I still like the structure the framework imposes. One of the biggest headaches with an agent is explaining something to it, and then watching it immediately bound off as some rhinoceros-sized puppy to write a mountain of code that you have to sift through and which is often only tangentially correct. Even when you're trying to bound the output. Even when you try to use plan mode to carefully design your changes. If this discretized peace is solely what SDD provides, then it's still a large improvement over letting an agent run loose in the wild.
However, it still doesn't understand good code design. [For those of you who say we no longer need to look at source code - because we don't look at compiler output, duh! and it's effectively the same thing - I'll address that in an upcoming post, and I also say good luck!] It added a new status field to track incremental account syncs that move from 'pending' to 'posted.' All well and good until it decided to create a new function named upsertTransactionWithStatus() rather than add another optional parameter to the already existing upsertTransaction().

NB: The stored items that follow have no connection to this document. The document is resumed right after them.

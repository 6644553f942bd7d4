//! Login, registration and logout as seen from the login page and the
//! dashboards' logout control

use educare_shared::{
    activity::ActivityKind,
    errors::GatewayError,
    page::Page,
    req_args::{LoginReqArgs, RegisterReqArgs, ValidRegistration},
    token::SessionToken,
    uac::{AuthError, Email, Identity, Role},
};
use secrecy::SecretString;
use std::{cell::Cell, time::Duration};
use tracing::{info, warn};

use crate::{
    accounts,
    audit::record_activity,
    busy::{InFlightGuard, InFlightSlot},
    gateway::{DataGateway, Filter, Table},
    session::{SessionManager, SessionRecord},
    storage::KeyValueStore,
    ui::{Notification, UserAction},
};

#[derive(Debug, Clone, Copy, PartialEq, Eq)]
pub enum AuthState {
    Anonymous,
    Authenticating,
    Authenticated,
}

pub struct AuthFlow<G, S> {
    gateway: G,
    session: SessionManager<S>,
    state: Cell<AuthState>,
    in_flight: InFlightSlot,
}

impl<G: DataGateway, S: KeyValueStore> AuthFlow<G, S> {
    pub fn new(gateway: G, session: SessionManager<S>) -> Self {
        let result = Self {
            gateway,
            session,
            state: Cell::new(AuthState::Anonymous),
            in_flight: InFlightSlot::default(),
        };
        result.settle_state();
        result
    }

    pub fn state(&self) -> AuthState {
        self.state.get()
    }

    /// `false` while a previous submission is still waiting on the service
    pub fn is_allowed_to_submit(&self) -> bool {
        self.in_flight.current().is_none()
    }

    pub fn session(&self) -> &SessionManager<S> {
        &self.session
    }

    pub fn gateway(&self) -> &G {
        &self.gateway
    }

    /// Sends a visitor who is already logged in straight to their dashboard.
    /// Returns the page they were sent to.
    #[tracing::instrument(skip(self))]
    pub fn resume_existing_session(&self) -> Option<Page> {
        self.session.refresh();
        self.settle_state();
        let record = self.session.current_record()?;
        let page = Page::dashboard_for(record.role());
        info!(?page, "already logged in");
        self.session.ui().redirect(page, Duration::ZERO);
        Some(page)
    }

    #[tracing::instrument(skip(self, args), fields(email = %args.email))]
    pub async fn login(&self, args: LoginReqArgs) -> Result<Identity, AuthError> {
        let email = args.validate().map_err(|e| self.report(e.into()))?;
        let _guard = self.begin(UserAction::Login)?;
        self.state.set(AuthState::Authenticating);

        let result = self.attempt_login(email, &args).await;
        self.settle_state();
        let identity = result.map_err(|e| self.report(e))?;

        let ui = self.session.ui();
        ui.notify(Notification::success("Login successful! Redirecting..."));
        ui.redirect(
            Page::dashboard_for(identity.role),
            self.session.settings().login_redirect_delay(),
        );
        Ok(identity)
    }

    #[tracing::instrument(skip(self, args), fields(email = %args.email))]
    pub async fn register(&self, args: RegisterReqArgs) -> Result<Identity, AuthError> {
        let valid = args.validate().map_err(|e| self.report(e.into()))?;
        let _guard = self.begin(UserAction::Register)?;

        let identity = self
            .attempt_registration(valid, &args.password)
            .await
            .map_err(|e| self.report(e))?;

        let ui = self.session.ui();
        ui.notify(Notification::success("Registration successful! Please login."));
        ui.redirect(
            Page::Login,
            self.session.settings().registration_return_delay(),
        );
        Ok(identity)
    }

    /// Logs out whoever is logged in. Also safe to call when nobody is.
    #[tracing::instrument(skip(self))]
    pub async fn logout(&self) -> Result<(), AuthError> {
        let _guard = self.begin(UserAction::Logout)?;
        if let Some(record) = self.session.current_record() {
            record_activity(
                &self.gateway,
                &record.identity().id,
                record.token(),
                ActivityKind::Logout,
                "User logged out",
            )
            .await;
        }
        self.gateway.sign_out();
        self.session.logout();
        self.state.set(AuthState::Anonymous);
        Ok(())
    }

    async fn attempt_login(&self, email: Email, args: &LoginReqArgs) -> Result<Identity, AuthError> {
        if !self
            .gateway
            .verify_credentials(&email, &args.password)
            .await?
        {
            return Err(AuthError::InvalidCredentials);
        }
        let signed_in = PendingSignIn::new(&self.gateway);

        let identity = match self
            .gateway
            .query_row::<Identity>(Table::Users, &Filter::new().eq("email", email.as_ref()))
            .await
        {
            Ok(Some(identity)) => identity,
            Ok(None) => {
                warn!("credentials accepted but there is no user row");
                return Err(AuthError::InvalidCredentials);
            }
            Err(GatewayError::MultipleRows { count }) => {
                warn!(count, "more than one user row for the email");
                return Err(AuthError::InvalidCredentials);
            }
            Err(e) => return Err(e.into()),
        };

        if args.requested_role == Some(Role::Admin) && !identity.is_admin() {
            return Err(AuthError::AccessDenied {
                required: Role::Admin,
            });
        }

        let record = SessionRecord::new(identity.clone(), SessionToken::new_rand(), args.remember);
        let token = record.token().clone();
        self.session
            .establish(record)
            .map_err(AuthError::SessionNotSaved)?;
        signed_in.keep();
        record_activity(
            &self.gateway,
            &identity.id,
            &token,
            ActivityKind::Login,
            "User logged in successfully",
        )
        .await;
        Ok(identity)
    }

    async fn attempt_registration(
        &self,
        valid: ValidRegistration,
        password: &SecretString,
    ) -> Result<Identity, AuthError> {
        accounts::ensure_no_profile(&self.gateway, &valid.email).await?;

        // Registration never authenticates, so any sign in is dropped at the end
        let _signed_in = match self
            .gateway
            .register_credentials(&valid.email, password)
            .await
        {
            Ok(()) => None,
            Err(GatewayError::Conflict) => {
                Some(self.reclaim_credentials(&valid.email, password).await?)
            }
            Err(e) => return Err(e.into()),
        };

        let identity = accounts::insert_profile(&self.gateway, valid).await?;
        record_activity(
            &self.gateway,
            &identity.id,
            &SessionToken::new_rand(),
            ActivityKind::Registration,
            "New user registered",
        )
        .await;
        Ok(identity)
    }

    /// Credentials without a profile row are left behind by a registration
    /// that failed after creating them. Whoever knows the password may finish
    /// it.
    async fn reclaim_credentials(
        &self,
        email: &Email,
        password: &SecretString,
    ) -> Result<PendingSignIn<'_, G>, AuthError> {
        if self.gateway.verify_credentials(email, password).await? {
            info!("resuming an unfinished registration");
            Ok(PendingSignIn::new(&self.gateway))
        } else {
            Err(AuthError::AlreadyRegistered)
        }
    }

    fn begin(&self, action: UserAction) -> Result<InFlightGuard, AuthError> {
        self.in_flight
            .begin(action, self.session.ui())
            .ok_or(AuthError::Busy)
    }

    /// Shows `err` to the user and hands it back for the caller
    fn report(&self, err: AuthError) -> AuthError {
        warn!(?err);
        self.session.ui().notify(Notification::error(err.to_string()));
        err
    }

    fn settle_state(&self) {
        self.state.set(if self.session.is_authenticated() {
            AuthState::Authenticated
        } else {
            AuthState::Anonymous
        });
    }
}

/// Credentials the gateway holds after a successful verification. They are
/// signed out again on drop unless [`Self::keep`] was called.
struct PendingSignIn<'a, G: DataGateway> {
    gateway: Option<&'a G>,
}

impl<'a, G: DataGateway> PendingSignIn<'a, G> {
    fn new(gateway: &'a G) -> Self {
        Self {
            gateway: Some(gateway),
        }
    }

    fn keep(mut self) {
        self.gateway = None;
    }
}

impl<G: DataGateway> Drop for PendingSignIn<'_, G> {
    fn drop(&mut self) {
        if let Some(gateway) = self.gateway {
            gateway.sign_out();
        }
    }
}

I have yet to meet an agent that proposes refactoring or redesign as an initial gambit. It always chooses the more complex path. It's like a new college hire, but far, far less trainable.
And though the spec-kit constitution imposes 80% code coverage - and the agent acknowledges this with every task - it still doesn't write additional tests to ensure we maintain that level of coverage.
I will say that it appears the testing tasks are being saved for the final phase (like any good developer, why test incrementally when you can save that work for the end?), so I'm reserving my judgement, but I'm not holding my breath.
Still, for what I was expecting, I'm still giving it an A- if I'm grading on a curve. A solid B otherwise.